Я проследила направление его взгляда и увидела Лоретту: она стояла на террасе у библиотеки, одетая для ужина на пляже небрежно, но элегантно, и в косом солнечном свете вся сияла. Она помахала нам рукой.
Мы с Франклином поднялись из шезлонгов.
— Мне даже сейчас не верится, что я здесь. Я никогда не смогу тебе отплатить и не найду слов… слов, чтобы…
Его нахмуренность выражала не осуждение, а скорее досаду — и длилась лишь мгновение. Возможно, он понял, что я вот-вот расплачусь, а расплакаться мне хотелось меньше всего на свете.
— Послушай, детка, правда в том, что мы привезли тебя сюда потому, что мы эгоистичные голливудские нарциссы, которые безжалостно используют людей, используют и используют, пока из них уже нечего взять. И делаем мы это без малейшего стыда или сожаления, более того — со злорадной радостью, так что ты уж постарайся и дальше отдавать больше, чем получаешь, иначе тебе конец. Ясно?

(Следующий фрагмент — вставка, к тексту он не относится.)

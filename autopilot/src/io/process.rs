//! Child process execution with a hard timeout and bounded output capture.

use std::io::{Read, Write};
#[cfg(unix)]
use std::os::unix::process::CommandExt;
use std::process::{Child, Command, ExitStatus, Stdio};
use std::sync::mpsc::{self, Receiver, RecvTimeoutError};
use std::thread;
use std::time::{Duration, Instant};

use anyhow::{Context, Result, anyhow};
use tracing::{debug, instrument, warn};
use wait_timeout::ChildExt;

/// How long pipe readers get to hit EOF once the process group is dead.
const READER_GRACE: Duration = Duration::from_secs(2);

type Drained = Result<(Vec<u8>, usize)>;

/// Captured child process output.
#[derive(Debug)]
pub struct CommandOutput {
    pub status: ExitStatus,
    pub stdout: Vec<u8>,
    pub stderr: Vec<u8>,
    /// Bytes discarded from stdout after the capture limit.
    pub stdout_dropped: usize,
    /// Bytes discarded from stderr after the capture limit.
    pub stderr_dropped: usize,
    pub timed_out: bool,
    pub elapsed: Duration,
}

impl CommandOutput {
    /// Exit code, or `-1` when killed on timeout or terminated by a signal.
    pub fn exit_code(&self) -> i32 {
        if self.timed_out {
            return -1;
        }
        self.status.code().unwrap_or(-1)
    }

    pub fn success(&self) -> bool {
        !self.timed_out && self.status.success()
    }

    /// Human-readable transcript: stdout, then stderr, then truncation notes.
    pub fn transcript(&self) -> String {
        let mut buf = String::new();
        buf.push_str(&String::from_utf8_lossy(&self.stdout));
        if self.stdout_dropped > 0 {
            buf.push_str(&format!("\n[stdout truncated {} bytes]\n", self.stdout_dropped));
        }
        if !self.stderr.is_empty() {
            if !buf.is_empty() && !buf.ends_with('\n') {
                buf.push('\n');
            }
            buf.push_str(&String::from_utf8_lossy(&self.stderr));
        }
        if self.stderr_dropped > 0 {
            buf.push_str(&format!("\n[stderr truncated {} bytes]\n", self.stderr_dropped));
        }
        buf
    }
}

/// Run `cmd` to completion, killing it if it outlives `timeout`.
///
/// Both pipes are drained on their own threads while the child runs so a chatty
/// process cannot deadlock on a full pipe. At most `output_limit_bytes` per
/// stream are kept; the rest is counted and discarded.
///
/// On unix the child leads its own process group and a timeout kills the whole
/// group, so descendants holding the pipes cannot outlive the timeout. A
/// reader still blocked after that is abandoned and its stream reported empty.
#[instrument(skip_all, fields(timeout_secs = timeout.as_secs(), output_limit_bytes))]
pub fn run_command_with_timeout(
    mut cmd: Command,
    stdin: Option<&[u8]>,
    timeout: Duration,
    output_limit_bytes: usize,
) -> Result<CommandOutput> {
    cmd.stdin(if stdin.is_some() {
        Stdio::piped()
    } else {
        Stdio::null()
    });
    cmd.stdout(Stdio::piped()).stderr(Stdio::piped());
    #[cfg(unix)]
    cmd.process_group(0);

    let started = Instant::now();
    debug!("spawning child process");
    let mut child = cmd.spawn().context("spawn command")?;

    if let Some(input) = stdin {
        let mut pipe = child
            .stdin
            .take()
            .ok_or_else(|| anyhow!("stdin was not piped"))?;
        // A child that exits without reading stdin closes the pipe; that is not
        // an error for the caller.
        if let Err(err) = pipe.write_all(input) {
            debug!(err = %err, "child closed stdin early");
        }
    }

    let stdout = child
        .stdout
        .take()
        .ok_or_else(|| anyhow!("stdout was not piped"))?;
    let stderr = child
        .stderr
        .take()
        .ok_or_else(|| anyhow!("stderr was not piped"))?;
    let stdout_rx = spawn_reader(stdout, output_limit_bytes);
    let stderr_rx = spawn_reader(stderr, output_limit_bytes);

    let mut timed_out = false;
    let status = match child.wait_timeout(timeout).context("wait for command")? {
        Some(status) => status,
        None => {
            warn!(timeout_secs = timeout.as_secs(), "command timed out, killing");
            timed_out = true;
            kill_tree(&mut child)?;
            child.wait().context("reap killed command")?
        }
    };

    // Descendants of a child that exited on its own may still hold the pipes;
    // they get whatever is left of the timeout.
    let deadline = if timed_out {
        Instant::now() + READER_GRACE
    } else {
        started
            .checked_add(timeout)
            .unwrap_or_else(Instant::now)
            .max(Instant::now())
    };
    let mut stdout_result = recv_until(&stdout_rx, deadline);
    let mut stderr_result = recv_until(&stderr_rx, deadline);
    if !timed_out && (stdout_result.is_none() || stderr_result.is_none()) {
        warn!("output pipes held open by descendants, killing process group");
        kill_group(child.id());
        let grace = Instant::now() + READER_GRACE;
        if stdout_result.is_none() {
            stdout_result = recv_until(&stdout_rx, grace);
        }
        if stderr_result.is_none() {
            stderr_result = recv_until(&stderr_rx, grace);
        }
    }
    let (stdout, stdout_dropped) = settle_reader(stdout_result, "stdout")?;
    let (stderr, stderr_dropped) = settle_reader(stderr_result, "stderr")?;
    if stdout_dropped > 0 || stderr_dropped > 0 {
        warn!(stdout_dropped, stderr_dropped, "output truncated");
    }

    let elapsed = started.elapsed();
    debug!(exit_code = ?status.code(), timed_out, elapsed_ms = elapsed.as_millis() as u64, "command finished");
    Ok(CommandOutput {
        status,
        stdout,
        stderr,
        stdout_dropped,
        stderr_dropped,
        timed_out,
        elapsed,
    })
}

fn spawn_reader<R: Read + Send + 'static>(reader: R, limit: usize) -> Receiver<Drained> {
    let (tx, rx) = mpsc::channel();
    thread::spawn(move || {
        // A closed receiver means the caller abandoned this stream.
        let _ = tx.send(drain_limited(reader, limit));
    });
    rx
}

/// `None` if the reader has not finished by `deadline`.
fn recv_until(rx: &Receiver<Drained>, deadline: Instant) -> Option<Drained> {
    match rx.recv_timeout(deadline.saturating_duration_since(Instant::now())) {
        Ok(result) => Some(result),
        Err(RecvTimeoutError::Timeout) => None,
        Err(RecvTimeoutError::Disconnected) => Some(Err(anyhow!("output reader thread panicked"))),
    }
}

fn settle_reader(result: Option<Drained>, stream: &str) -> Result<(Vec<u8>, usize)> {
    match result {
        Some(drained) => drained.with_context(|| format!("collect {stream}")),
        None => {
            warn!(stream, "output pipe never closed, abandoning reader");
            Ok((Vec::new(), 0))
        }
    }
}

/// Kill the child and, on unix, every process in its group.
fn kill_tree(child: &mut Child) -> Result<()> {
    if kill_group(child.id()) {
        return Ok(());
    }
    child.kill().context("kill command")
}

#[cfg(unix)]
fn kill_group(pgid: u32) -> bool {
    let target = format!("-{pgid}");
    match Command::new("kill")
        .args(["-KILL", "--", &target])
        .stdin(Stdio::null())
        .stdout(Stdio::null())
        .stderr(Stdio::null())
        .status()
    {
        Ok(status) if status.success() => true,
        Ok(status) => {
            debug!(?status, pgid, "process group kill failed");
            false
        }
        Err(err) => {
            debug!(err = %err, pgid, "kill unavailable");
            false
        }
    }
}

#[cfg(not(unix))]
fn kill_group(_pgid: u32) -> bool {
    false
}

fn drain_limited<R: Read>(mut reader: R, limit: usize) -> Result<(Vec<u8>, usize)> {
    let mut kept = Vec::new();
    let mut dropped = 0usize;
    let mut chunk = [0u8; 8192];
    loop {
        let n = reader.read(&mut chunk).context("read output")?;
        if n == 0 {
            break;
        }
        let room = limit.saturating_sub(kept.len());
        let keep = n.min(room);
        kept.extend_from_slice(&chunk[..keep]);
        dropped += n - keep;
    }
    Ok((kept, dropped))
}

#[cfg(all(test, unix))]
mod tests {
    use super::*;

    fn sh(script: &str) -> Command {
        let mut cmd = Command::new("sh");
        cmd.arg("-c").arg(script);
        cmd
    }

    #[test]
    fn captures_stdout_and_exit_code() {
        let out = run_command_with_timeout(
            sh("echo hello; echo oops >&2; exit 3"),
            None,
            Duration::from_secs(10),
            1_000,
        )
        .expect("run");
        assert!(!out.timed_out);
        assert!(!out.success());
        assert_eq!(out.exit_code(), 3);
        assert_eq!(out.transcript(), "hello\noops\n");
    }

    #[test]
    fn feeds_stdin() {
        let out = run_command_with_timeout(sh("cat"), Some(b"ping"), Duration::from_secs(10), 100)
            .expect("run");
        assert!(out.success());
        assert_eq!(out.stdout, b"ping");
    }

    #[test]
    fn bounds_captured_output() {
        let out = run_command_with_timeout(
            sh("head -c 5000 /dev/zero"),
            None,
            Duration::from_secs(10),
            1_000,
        )
        .expect("run");
        assert_eq!(out.stdout.len(), 1_000);
        assert_eq!(out.stdout_dropped, 4_000);
        assert!(out.transcript().contains("[stdout truncated 4000 bytes]"));
    }

    #[test]
    fn timeout_kills_descendants_holding_the_pipes() {
        let started = Instant::now();
        let out = run_command_with_timeout(
            sh("echo started; sleep 8; echo after"),
            None,
            Duration::from_millis(300),
            100,
        )
        .expect("run");
        assert!(out.timed_out);
        assert_eq!(out.exit_code(), -1);
        assert_eq!(out.stdout, b"started\n");
        assert!(started.elapsed() < Duration::from_secs(5), "{:?}", started.elapsed());
    }

    #[test]
    fn background_descendant_does_not_outlive_timeout() {
        let started = Instant::now();
        let out = run_command_with_timeout(
            sh("sleep 30 & echo done"),
            None,
            Duration::from_secs(1),
            100,
        )
        .expect("run");
        assert!(!out.timed_out);
        assert!(out.success());
        assert_eq!(out.stdout, b"done\n");
        assert!(started.elapsed() < Duration::from_secs(6), "{:?}", started.elapsed());
    }

    #[test]
    fn kills_on_timeout() {
        let out = run_command_with_timeout(
            sh("exec sleep 30"),
            None,
            Duration::from_millis(200),
            100,
        )
        .expect("run");
        assert!(out.timed_out);
        assert!(!out.success());
        assert_eq!(out.exit_code(), -1);
        assert!(out.elapsed < Duration::from_secs(10));
    }
}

Ему удалось превратить мои готовые пролиться слёзы в смех. Обняв его, я сказала:
— Да, сэр, яснее некуда. Я видела мистера Макса Шрека в «Носферату» в вашем собственном просмотровом зале, так что прекрасно понимаю, с какими существами имею дело.
— Хорошо, — сказал он. — А теперь я отправляюсь ужинать с женой, где мы несколько часов будем строить козни не только против тебя, но и против остальных наших детей. А тебе выпадает ужинать здесь и притворяться перед шефом Латтуадой, будто тебе нравится его еда.
Он поцеловал меня в лоб и пошёл по садовой дорожке к дому. Лоретта снова помахала — на этот раз мне, — и я помахала в ответ.
И потому, ещё немного побыв в саду, я вошла в дом и солгала шефу Латтуаде, заверив его, что ужин был великолепен, хотя на самом деле он был куда лучше, чем просто великолепен.